- [What you should do]
Below are the records; copy out every line that holds the word "usize".

- [Given information]
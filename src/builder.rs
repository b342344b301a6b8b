//! Accumulates converted cells into Arrow typed builders and hands back the
//! finished array per column.

use std::sync::Arc;

use arrow::array::{
    ArrayRef, BinaryBuilder, BooleanBuilder, Float64Builder, Int64Builder, NullArray,
    StringBuilder,
};

use crate::convert::Value;
use crate::schema::DataType;

/// One column's in-progress Arrow array. The variant is fixed at
/// construction from the column's resolved `DataType`; every `append` call
/// after that is expected to carry a matching `Value` (the coordinator only
/// ever converts cells to the column's current resolved type).
pub enum ColumnBuilder {
    Null(usize),
    Bool(BooleanBuilder),
    Int64(Int64Builder),
    Float64(Float64Builder),
    String(StringBuilder),
    Binary(BinaryBuilder),
}

impl ColumnBuilder {
    pub fn new(data_type: DataType, capacity: usize) -> Self {
        match data_type {
            DataType::Null => ColumnBuilder::Null(0),
            DataType::Bool => ColumnBuilder::Bool(BooleanBuilder::with_capacity(capacity)),
            DataType::Int64 => ColumnBuilder::Int64(Int64Builder::with_capacity(capacity)),
            DataType::Float64 => ColumnBuilder::Float64(Float64Builder::with_capacity(capacity)),
            DataType::String => {
                ColumnBuilder::String(StringBuilder::with_capacity(capacity, capacity * 8))
            }
            DataType::Binary => {
                ColumnBuilder::Binary(BinaryBuilder::with_capacity(capacity, capacity * 8))
            }
        }
    }

    pub fn append(&mut self, value: Value) {
        match self {
            ColumnBuilder::Null(count) => match value {
                Value::Null => *count += 1,
                other => panic!("null column received non-null value {other:?}"),
            },
            ColumnBuilder::Bool(builder) => match value {
                Value::Bool(v) => builder.append_value(v),
                Value::Null => builder.append_null(),
                other => panic!("bool column received {other:?}"),
            },
            ColumnBuilder::Int64(builder) => match value {
                Value::Int64(v) => builder.append_value(v),
                Value::Null => builder.append_null(),
                other => panic!("int64 column received {other:?}"),
            },
            ColumnBuilder::Float64(builder) => match value {
                Value::Float64(v) => builder.append_value(v),
                Value::Null => builder.append_null(),
                other => panic!("float64 column received {other:?}"),
            },
            ColumnBuilder::String(builder) => match value {
                Value::String(bytes) => builder.append_value(String::from_utf8_lossy(&bytes)),
                Value::Null => builder.append_null(),
                other => panic!("string column received {other:?}"),
            },
            ColumnBuilder::Binary(builder) => match value {
                Value::String(bytes) => builder.append_value(bytes),
                Value::Null => builder.append_null(),
                other => panic!("binary column received {other:?}"),
            },
        }
    }

    pub fn finalize(self) -> ArrayRef {
        match self {
            ColumnBuilder::Null(count) => Arc::new(NullArray::new(count)),
            ColumnBuilder::Bool(mut builder) => Arc::new(builder.finish()),
            ColumnBuilder::Int64(mut builder) => Arc::new(builder.finish()),
            ColumnBuilder::Float64(mut builder) => Arc::new(builder.finish()),
            ColumnBuilder::String(mut builder) => Arc::new(builder.finish()),
            ColumnBuilder::Binary(mut builder) => Arc::new(builder.finish()),
        }
    }
}

#[cfg(test)]
mod tests {
    use super::*;
    use arrow::array::{BooleanArray, Int64Array};

    #[test]
    fn int64_builder_tracks_nulls_and_values() {
        let mut builder = ColumnBuilder::new(DataType::Int64, 4);
        builder.append(Value::Int64(1));
        builder.append(Value::Null);
        builder.append(Value::Int64(3));
        let array = builder.finalize();
        let array = array.as_any().downcast_ref::<Int64Array>().unwrap();
        assert_eq!(array.len(), 3);
        assert!(array.is_valid(0));
        assert!(array.is_null(1));
        assert_eq!(array.value(2), 3);
    }

    #[test]
    fn bool_builder_round_trips() {
        let mut builder = ColumnBuilder::new(DataType::Bool, 2);
        builder.append(Value::Bool(true));
        builder.append(Value::Bool(false));
        let array = builder.finalize();
        let array = array.as_any().downcast_ref::<BooleanArray>().unwrap();
        assert_eq!(array.value(0), true);
        assert_eq!(array.value(1), false);
    }

    #[test]
    fn null_column_counts_without_a_real_buffer() {
        let mut builder = ColumnBuilder::new(DataType::Null, 0);
        builder.append(Value::Null);
        builder.append(Value::Null);
        let array = builder.finalize();
        assert_eq!(array.len(), 2);
        assert_eq!(array.null_count(), 2);
    }
}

- [Answer for the task]
    Null(usize),
    pub fn new(data_type: DataType, capacity: usize) -> Self {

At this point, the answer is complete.